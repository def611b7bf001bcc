#![deny(unsafe_code)]

mod auth;
mod commands;
mod config;
mod exit_code;
mod output;
mod vault;

use std::io;
use std::path::PathBuf;
use std::process::ExitCode;

use anyhow::{Context, Result};
use clap::{Parser, Subcommand};
use tracing_subscriber::EnvFilter;

use safehold_core::StoreError;
use safehold_core::storage::SiteError;

use crate::auth::{PasswordOptions, get_password};
use crate::commands::{init, item, site, sync};
use crate::config::Config;
use crate::vault::{Vault, VaultError};

/// Secrets vault replicated across storage sites
#[derive(Parser)]
#[command(name = "safehold")]
#[command(author, version)]
#[command(propagate_version = true)]
#[command(after_help = "EXAMPLES:
    # Create a site list and keep the vault in two files
    safehold init
    safehold site add-fs laptop ~/vault.bin
    safehold site add-fs usb /media/usb/vault.bin

    # Add an item (pipe the master password from a secret manager)
    echo \"$SECRET\" | safehold --password-stdin item add mail --field user=me --field password=hunter2

    # Reconcile every site's copy
    safehold sync
")]
struct Cli {
    /// Verbosity level (-v, -vv, -vvv)
    #[arg(short, long, action = clap::ArgAction::Count, global = true)]
    verbose: u8,

    /// Suppress non-essential output
    #[arg(short, long, global = true)]
    quiet: bool,

    /// Configuration file (default: ~/.config/safehold/config.toml)
    #[arg(long, value_name = "FILE", global = true)]
    config: Option<PathBuf>,

    /// Encrypted site list to use instead of the configured one
    #[arg(long, value_name = "FILE", env = "SAFEHOLD_SITES_FILE", global = true)]
    sites_file: Option<PathBuf>,

    /// Master password (insecure, prefer --password-stdin or SAFEHOLD_PASSWORD)
    #[arg(long, env = "SAFEHOLD_PASSWORD", hide_env_values = true, global = true)]
    password: Option<String>,

    /// Read the master password from stdin (single line)
    #[arg(long, conflicts_with = "password", global = true)]
    password_stdin: bool,

    #[command(subcommand)]
    command: Commands,
}

impl From<&Cli> for PasswordOptions {
    fn from(cli: &Cli) -> Self {
        Self {
            password: cli.password.clone(),
            password_stdin: cli.password_stdin,
        }
    }
}

#[derive(Subcommand)]
enum Commands {
    /// Create a new, empty site list
    Init(init::Args),

    /// Manage storage sites
    #[command(subcommand)]
    Site(site::Command),

    /// Read and add vault items
    #[command(subcommand)]
    Item(item::Command),

    /// Load every site's copy, reconcile, and write the result back
    Sync(sync::Args),
}

fn main() -> ExitCode {
    let cli = match Cli::try_parse() {
        Ok(cli) => cli,
        Err(e) => {
            // Help and version requests also arrive here, on stdout.
            let _ = e.print();
            let code = if e.use_stderr() {
                exit_code::USAGE_ERROR
            } else {
                exit_code::SUCCESS
            };
            return ExitCode::from(code);
        }
    };
    let quiet = cli.quiet;

    match run(cli) {
        Ok(()) => ExitCode::from(exit_code::SUCCESS),
        Err(e) => {
            if !quiet {
                eprintln!("Error: {e:#}");
            }
            ExitCode::from(categorize_error(&e))
        }
    }
}

fn run(cli: Cli) -> Result<()> {
    setup_tracing(cli.verbose);

    let config = Config::load(cli.config.as_deref())?;
    let sites_file = config.sites_file(cli.sites_file.as_deref())?;
    let password = PasswordOptions::from(&cli);
    let quiet = cli.quiet;

    match cli.command {
        Commands::Init(args) => init::execute(&config, &sites_file, &password, args),
        Commands::Site(command) => {
            let mut vault = Vault::open(&config, &sites_file, &get_password(&password)?)?;
            site::execute(&mut vault, command)
        }
        Commands::Item(command) => {
            let vault = Vault::open(&config, &sites_file, &get_password(&password)?)?;
            runtime()?.block_on(item::execute(&vault, command))
        }
        Commands::Sync(args) => {
            let vault = Vault::open(&config, &sites_file, &get_password(&password)?)?;
            runtime()?.block_on(sync::execute(&vault, args, quiet))
        }
    }
}

fn runtime() -> Result<tokio::runtime::Runtime> {
    tokio::runtime::Builder::new_multi_thread()
        .enable_all()
        .build()
        .context("Failed to start async runtime")
}

/// Set up tracing/logging based on verbosity level
fn setup_tracing(verbose: u8) {
    let filter = match verbose {
        0 => "warn",
        1 => "info",
        2 => "debug",
        _ => "trace",
    };

    tracing_subscriber::fmt()
        .with_env_filter(EnvFilter::try_from_default_env().unwrap_or_else(|_| filter.into()))
        .with_writer(io::stderr)
        .init();
}

/// Categorize an error into an exit code using typed error downcasting
fn categorize_error(e: &anyhow::Error) -> u8 {
    for cause in e.chain() {
        if let Some(store_err) = cause.downcast_ref::<StoreError>()
            && matches!(
                store_err,
                StoreError::InvalidAuthentication | StoreError::NotAuthenticated
            )
        {
            return exit_code::AUTH_FAILED;
        }

        if let Some(vault_err) = cause.downcast_ref::<VaultError>() {
            return match vault_err {
                VaultError::NotInitialized(_)
                | VaultError::SiteNotFound(_)
                | VaultError::ItemNotFound(_) => exit_code::NOT_FOUND,
                VaultError::SitesFailed { .. }
                | VaultError::SitesUnreadable { .. }
                | VaultError::NoSites => exit_code::SITE_FAILED,
                VaultError::AlreadyInitialized(_) | VaultError::ItemExists(_) => exit_code::GENERAL_ERROR,
            };
        }

        if cause.downcast_ref::<SiteError>().is_some() {
            return exit_code::SITE_FAILED;
        }

        if let Some(io_err) = cause.downcast_ref::<io::Error>()
            && io_err.kind() == io::ErrorKind::NotFound
        {
            return exit_code::NOT_FOUND;
        }
    }

    exit_code::GENERAL_ERROR
}
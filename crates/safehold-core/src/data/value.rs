use super::{DataIdentity, Identifiable};
use crate::memory::{SecureBuffer, SecureByteList};
use crate::wire::{WireError, WireFormat, WireReader, WireWriter};

/// An identity-bearing secret byte string.
///
/// Used for labels, locations and field selectors. Equality follows the
/// identity, so two revisions of the same value compare equal.
#[derive(Debug, Clone)]
pub struct DataValue {
    identity: DataIdentity,
    value: SecureBuffer,
}

impl DataValue {
    /// A new record with a fresh identity.
    pub fn new(value: &[u8]) -> Self {
        Self::from_parts(DataIdentity::new(), value)
    }

    pub fn from_parts(identity: DataIdentity, value: &[u8]) -> Self {
        Self {
            identity,
            value: SecureBuffer::from_slice(value),
        }
    }

    pub fn value(&self) -> &[u8] {
        self.value.as_slice()
    }

    /// Replace the content and advance the version.
    pub fn set_value(&mut self, value: &[u8]) {
        self.value = SecureBuffer::from_slice(value);
        self.identity.update();
    }
}

impl Identifiable for DataValue {
    fn identity(&self) -> &DataIdentity {
        &self.identity
    }
}

impl PartialEq for DataValue {
    fn eq(&self, other: &Self) -> bool {
        self.identity == other.identity
    }
}

impl Eq for DataValue {}

impl WireFormat for DataValue {
    fn write_to(&self, out: &mut SecureByteList) -> Result<(), WireError> {
        let mark = out.begin_record()?;
        self.identity.write_to(out)?;
        out.write_bytes(self.value.as_slice())?;
        out.end_record(mark)
    }

    fn read_from(reader: &mut WireReader<'_>) -> Result<Self, WireError> {
        let mut record = reader.read_record()?;
        let identity = DataIdentity::read_from(&mut record)?;
        let value = record.read_bytes()?;
        Ok(Self::from_parts(identity, value))
    }
}
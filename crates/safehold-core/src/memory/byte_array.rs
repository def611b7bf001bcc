use std::fmt;
use std::sync::{Mutex, MutexGuard, PoisonError};

use super::{SecureBuffer, SecureMemoryError};

/// Fixed-capacity secret buffer for interactively typed input.
///
/// Input handlers append and erase single bytes while another path may read
/// or flush the contents, so every mutation goes through one `Mutex`. Unlike
/// the other primitives this one is typically shared (`Arc<SecureByteArray>`),
/// which is why it also supports an explicit [`release`](Self::release):
/// after release every operation fails with
/// [`SecureMemoryError::UseAfterRelease`].
pub struct SecureByteArray {
    state: Mutex<ByteArrayState>,
}

struct ByteArrayState {
    /// `None` once released.
    buffer: Option<SecureBuffer>,
    len: usize,
}

impl SecureByteArray {
    /// Create an empty array able to hold `capacity` bytes.
    pub fn with_capacity(capacity: usize) -> Self {
        Self {
            state: Mutex::new(ByteArrayState {
                buffer: Some(SecureBuffer::new(capacity)),
                len: 0,
            }),
        }
    }

    fn lock(&self) -> Result<MutexGuard<'_, ByteArrayState>, SecureMemoryError> {
        self.state.lock().map_err(|_| SecureMemoryError::LockPoisoned)
    }

    pub fn capacity(&self) -> Result<usize, SecureMemoryError> {
        let state = self.lock()?;
        state.live().map(SecureBuffer::len)
    }

    pub fn len(&self) -> Result<usize, SecureMemoryError> {
        let state = self.lock()?;
        state.live()?;
        Ok(state.len)
    }

    pub fn is_empty(&self) -> Result<bool, SecureMemoryError> {
        self.len().map(|len| len == 0)
    }

    /// Append one byte.
    pub fn push(&self, byte: u8) -> Result<(), SecureMemoryError> {
        let mut state = self.lock()?;
        let len = state.len;
        let buffer = state.live_mut()?;
        if len == buffer.len() {
            return Err(SecureMemoryError::Full {
                capacity: buffer.len(),
            });
        }
        buffer.as_mut_slice()[len] = byte;
        state.len += 1;
        Ok(())
    }

    /// Remove the last byte, zeroing its slot. Returns `false` when empty.
    pub fn pop(&self) -> Result<bool, SecureMemoryError> {
        let mut state = self.lock()?;
        if state.len == 0 {
            state.live()?;
            return Ok(false);
        }
        let last = state.len - 1;
        state.live_mut()?.as_mut_slice()[last] = 0;
        state.len = last;
        Ok(true)
    }

    /// Zero the whole region and reset the length.
    pub fn clear(&self) -> Result<(), SecureMemoryError> {
        let mut state = self.lock()?;
        state.live_mut()?.wipe();
        state.len = 0;
        Ok(())
    }

    /// Run `f` over the live bytes while holding the lock.
    pub fn with_bytes<F, R>(&self, f: F) -> Result<R, SecureMemoryError>
    where
        F: FnOnce(&[u8]) -> R,
    {
        let state = self.lock()?;
        let buffer = state.live()?;
        Ok(f(&buffer.as_slice()[..state.len]))
    }

    /// Copy the live bytes into a length-matched [`SecureBuffer`].
    pub fn to_buffer(&self) -> Result<SecureBuffer, SecureMemoryError> {
        self.with_bytes(SecureBuffer::from_slice)
    }

    /// Wipe and free the region. Calling this more than once is harmless.
    ///
    /// Release still happens if a previous holder of the lock panicked.
    pub fn release(&self) {
        let mut state = self.state.lock().unwrap_or_else(PoisonError::into_inner);
        state.buffer = None;
        state.len = 0;
    }

    pub fn is_released(&self) -> bool {
        !matches!(self.state.lock(), Ok(state) if state.buffer.is_some())
    }
}

impl ByteArrayState {
    fn live(&self) -> Result<&SecureBuffer, SecureMemoryError> {
        self.buffer.as_ref().ok_or(SecureMemoryError::UseAfterRelease)
    }

    fn live_mut(&mut self) -> Result<&mut SecureBuffer, SecureMemoryError> {
        self.buffer.as_mut().ok_or(SecureMemoryError::UseAfterRelease)
    }
}

impl fmt::Debug for SecureByteArray {
    fn fmt(&self, f: &mut fmt::Formatter<'_>) -> fmt::Result {
        f.debug_struct("SecureByteArray")
            .field("len", &self.len().ok())
            .field("released", &self.is_released())
            .finish_non_exhaustive()
    }
}

#[cfg(test)]
mod tests {
    use super::*;
    use std::sync::Arc;
    use std::thread;

    #[test]
    fn test_push_pop() {
        let array = SecureByteArray::with_capacity(4);
        array.push(b'a').unwrap();
        array.push(b'b').unwrap();
        assert_eq!(array.len().unwrap(), 2);

        assert!(array.pop().unwrap());
        array.with_bytes(|bytes| assert_eq!(bytes, b"a")).unwrap();

        assert!(array.pop().unwrap());
        assert!(!array.pop().unwrap());
    }

    #[test]
    fn test_pop_zeroes_vacated_slot() {
        let array = SecureByteArray::with_capacity(2);
        array.push(0xFF).unwrap();
        array.push(0xEE).unwrap();
        array.pop().unwrap();

        let state = array.state.lock().unwrap();
        assert_eq!(state.buffer.as_ref().unwrap().as_slice(), &[0xFF, 0x00]);
    }

    #[test]
    fn test_full() {
        let array = SecureByteArray::with_capacity(1);
        array.push(1).unwrap();
        assert_eq!(array.push(2), Err(SecureMemoryError::Full { capacity: 1 }));
    }

    #[test]
    fn test_clear_zeroes_region() {
        let array = SecureByteArray::with_capacity(8);
        for b in b"password" {
            array.push(*b).unwrap();
        }
        array.clear().unwrap();
        assert!(array.is_empty().unwrap());

        let state = array.state.lock().unwrap();
        assert!(state.buffer.as_ref().unwrap().as_slice().iter().all(|&b| b == 0));
    }

    #[test]
    fn test_use_after_release() {
        let array = SecureByteArray::with_capacity(8);
        array.push(1).unwrap();
        assert!(!array.is_released());
        array.release();
        array.release();

        assert!(array.is_released());
        assert_eq!(array.push(2), Err(SecureMemoryError::UseAfterRelease));
        assert_eq!(array.pop(), Err(SecureMemoryError::UseAfterRelease));
        assert_eq!(array.len(), Err(SecureMemoryError::UseAfterRelease));
        assert!(matches!(
            array.to_buffer(),
            Err(SecureMemoryError::UseAfterRelease)
        ));
    }

    #[test]
    fn test_to_buffer_snapshot() {
        let array = SecureByteArray::with_capacity(16);
        for b in b"abc" {
            array.push(*b).unwrap();
        }
        let snapshot = array.to_buffer().unwrap();
        array.clear().unwrap();
        assert_eq!(snapshot.as_slice(), b"abc");
    }

    #[test]
    fn test_concurrent_input_and_flush() {
        let array = Arc::new(SecureByteArray::with_capacity(1000));

        let writers: Vec<_> = (0..4)
            .map(|_| {
                let array = Arc::clone(&array);
                thread::spawn(move || {
                    for _ in 0..100 {
                        array.push(b'x').unwrap();
                    }
                })
            })
            .collect();

        let reader = {
            let array = Arc::clone(&array);
            thread::spawn(move || {
                for _ in 0..100 {
                    array.with_bytes(|bytes| assert!(bytes.iter().all(|&b| b == b'x'))).unwrap();
                }
            })
        };

        for handle in writers {
            handle.join().unwrap();
        }
        reader.join().unwrap();
        assert_eq!(array.len().unwrap(), 400);
    }
}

PROBLEM TO WORK ON → Could you retype exactly the lines from the first one of the records through the line containing "safehold site add-fs usb", both included, and nothing more?

ANSWER SPACE →
repository def611b7bf001bcc
#![deny(unsafe_code)]

mod auth;
mod commands;
mod config;
mod exit_code;
mod output;
mod vault;

use std::io;
use std::path::PathBuf;
use std::process::ExitCode;

use anyhow::{Context, Result};
use clap::{Parser, Subcommand};
use tracing_subscriber::EnvFilter;

use safehold_core::StoreError;
use safehold_core::storage::SiteError;

use crate::auth::{PasswordOptions, get_password};
use crate::commands::{init, item, site, sync};
use crate::config::Config;
use crate::vault::{Vault, VaultError};

/// Secrets vault replicated across storage sites
#[derive(Parser)]
#[command(name = "safehold")]
#[command(author, version)]
#[command(propagate_version = true)]
#[command(after_help = "EXAMPLES:
    # Create a site list and keep the vault in two files
    safehold init
    safehold site add-fs laptop ~/vault.bin
    safehold site add-fs usb /media/usb/vault.bin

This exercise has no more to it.